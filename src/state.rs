//! SQLite-based run history for pipeline invocations

use crate::error::Result;
use crate::models::{Invocation, Mode, TaskKind, TaskRun, TaskStatus};
use chrono::Utc;
use rusqlite::{params, Connection};
use std::path::Path;
use std::sync::{Arc, Mutex};
use std::time::Duration;

/// State manager recording invocations and per-task runs
#[derive(Clone)]
pub struct StateManager {
    conn: Arc<Mutex<Connection>>,
}

impl StateManager {
    /// Create a new state manager with SQLite database
    pub fn new<P: AsRef<Path>>(db_path: P) -> Result<Self> {
        let conn = Connection::open(db_path)?;

        // Keep the database lightweight for a per-project tool
        conn.execute_batch(
            "
            PRAGMA journal_mode = WAL;
            PRAGMA synchronous = NORMAL;
            PRAGMA temp_store = MEMORY;
            PRAGMA foreign_keys = ON;
            ",
        )?;

        let manager = Self {
            conn: Arc::new(Mutex::new(conn)),
        };

        manager.init_schema()?;
        Ok(manager)
    }

    /// Create in-memory database (for testing)
    pub fn in_memory() -> Result<Self> {
        let conn = Connection::open_in_memory()?;
        conn.execute_batch("PRAGMA foreign_keys = ON;")?;

        let manager = Self {
            conn: Arc::new(Mutex::new(conn)),
        };

        manager.init_schema()?;
        Ok(manager)
    }

    /// Initialize database schema
    fn init_schema(&self) -> Result<()> {
        let conn = self.conn.lock().unwrap();

        conn.execute_batch(
            "
            CREATE TABLE IF NOT EXISTS invocations (
                id INTEGER PRIMARY KEY,
                task TEXT NOT NULL,
                mode TEXT NOT NULL,
                started_at TIMESTAMP NOT NULL,
                completed_at TIMESTAMP,
                status TEXT NOT NULL
            );

            CREATE TABLE IF NOT EXISTS task_runs (
                id INTEGER PRIMARY KEY,
                invocation_id INTEGER NOT NULL,
                task_name TEXT NOT NULL,
                kind TEXT NOT NULL,
                status TEXT NOT NULL,
                started_at TIMESTAMP NOT NULL,
                completed_at TIMESTAMP,
                duration_ms INTEGER,
                detail TEXT,
                FOREIGN KEY (invocation_id) REFERENCES invocations(id)
            );

            CREATE INDEX IF NOT EXISTS idx_invocations_task_started ON invocations(task, started_at DESC);
            CREATE INDEX IF NOT EXISTS idx_task_runs_invocation ON task_runs(invocation_id);
            CREATE INDEX IF NOT EXISTS idx_task_runs_status ON task_runs(status);
            ",
        )?;

        Ok(())
    }

    /// Record the start of a CLI invocation for a named task
    pub fn start_invocation(&self, task: &str, mode: Mode) -> Result<i64> {
        let conn = self.conn.lock().unwrap();

        conn.execute(
            "INSERT INTO invocations (task, mode, started_at, status) VALUES (?1, ?2, ?3, ?4)",
            params![
                task,
                mode.to_string(),
                Utc::now(),
                TaskStatus::Running.to_string()
            ],
        )?;

        Ok(conn.last_insert_rowid())
    }

    /// Record invocation completion
    pub fn finish_invocation(&self, invocation_id: i64, status: TaskStatus) -> Result<()> {
        let conn = self.conn.lock().unwrap();

        conn.execute(
            "UPDATE invocations SET status = ?1, completed_at = ?2 WHERE id = ?3",
            params![status.to_string(), Utc::now(), invocation_id],
        )?;

        Ok(())
    }

    /// Record the start of one task run within an invocation
    pub fn start_task_run(
        &self,
        invocation_id: i64,
        task_name: &str,
        kind: TaskKind,
    ) -> Result<i64> {
        let conn = self.conn.lock().unwrap();

        conn.execute(
            "INSERT INTO task_runs (invocation_id, task_name, kind, status, started_at) VALUES (?1, ?2, ?3, ?4, ?5)",
            params![
                invocation_id,
                task_name,
                kind.to_string(),
                TaskStatus::Running.to_string(),
                Utc::now()
            ],
        )?;

        Ok(conn.last_insert_rowid())
    }

    /// Record task run completion
    pub fn finish_task_run(
        &self,
        task_run_id: i64,
        status: TaskStatus,
        duration: Option<Duration>,
        detail: Option<&str>,
    ) -> Result<()> {
        let conn = self.conn.lock().unwrap();

        conn.execute(
            "UPDATE task_runs SET status = ?1, completed_at = ?2, duration_ms = ?3, detail = ?4 WHERE id = ?5",
            params![
                status.to_string(),
                Utc::now(),
                duration.map(|d| d.as_millis() as i64),
                detail,
                task_run_id
            ],
        )?;

        Ok(())
    }

    /// Recent invocations, optionally filtered by requested task
    pub fn recent_invocations(&self, task: Option<&str>, limit: usize) -> Result<Vec<Invocation>> {
        let conn = self.conn.lock().unwrap();
        let mut invocations = Vec::new();

        if let Some(name) = task {
            let mut stmt = conn.prepare(
                "SELECT id, task, mode, started_at, completed_at, status
                 FROM invocations WHERE task = ?1
                 ORDER BY started_at DESC LIMIT ?2",
            )?;
            let rows = stmt.query_map(params![name, limit], map_invocation)?;
            for row in rows {
                invocations.push(row?);
            }
        } else {
            let mut stmt = conn.prepare(
                "SELECT id, task, mode, started_at, completed_at, status
                 FROM invocations ORDER BY started_at DESC LIMIT ?1",
            )?;
            let rows = stmt.query_map(params![limit], map_invocation)?;
            for row in rows {
                invocations.push(row?);
            }
        }

        Ok(invocations)
    }

    /// Task runs recorded for one invocation
    pub fn task_runs_for(&self, invocation_id: i64) -> Result<Vec<TaskRun>> {
        let conn = self.conn.lock().unwrap();

        let mut stmt = conn.prepare(
            "SELECT id, invocation_id, task_name, kind, status, started_at, completed_at, duration_ms, detail
             FROM task_runs WHERE invocation_id = ?1 ORDER BY started_at",
        )?;

        let rows = stmt.query_map(params![invocation_id], |row| {
            Ok(TaskRun {
                id: row.get(0)?,
                invocation_id: row.get(1)?,
                task_name: row.get(2)?,
                kind: row.get(3)?,
                status: parse_task_status(&row.get::<_, String>(4)?),
                started_at: row.get(5)?,
                completed_at: row.get(6)?,
                duration_ms: row.get(7)?,
                detail: row.get(8)?,
            })
        })?;

        let mut runs = Vec::new();
        for row in rows {
            runs.push(row?);
        }

        Ok(runs)
    }
}

fn map_invocation(row: &rusqlite::Row<'_>) -> rusqlite::Result<Invocation> {
    Ok(Invocation {
        id: row.get(0)?,
        task: row.get(1)?,
        mode: row.get(2)?,
        started_at: row.get(3)?,
        completed_at: row.get(4)?,
        status: parse_task_status(&row.get::<_, String>(5)?),
    })
}

fn parse_task_status(s: &str) -> TaskStatus {
    match s {
        "pending" => TaskStatus::Pending,
        "running" => TaskStatus::Running,
        "success" => TaskStatus::Success,
        "failed" => TaskStatus::Failed,
        "timeout" => TaskStatus::Timeout,
        _ => TaskStatus::Failed,
    }
}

****************

Assignment: Report every line above that has the string "FROM" in it.

Result of this task:
                 FROM invocations WHERE task = ?1
                 FROM invocations ORDER BY started_at DESC LIMIT ?1",
             FROM task_runs WHERE invocation_id = ?1 ORDER BY started_at",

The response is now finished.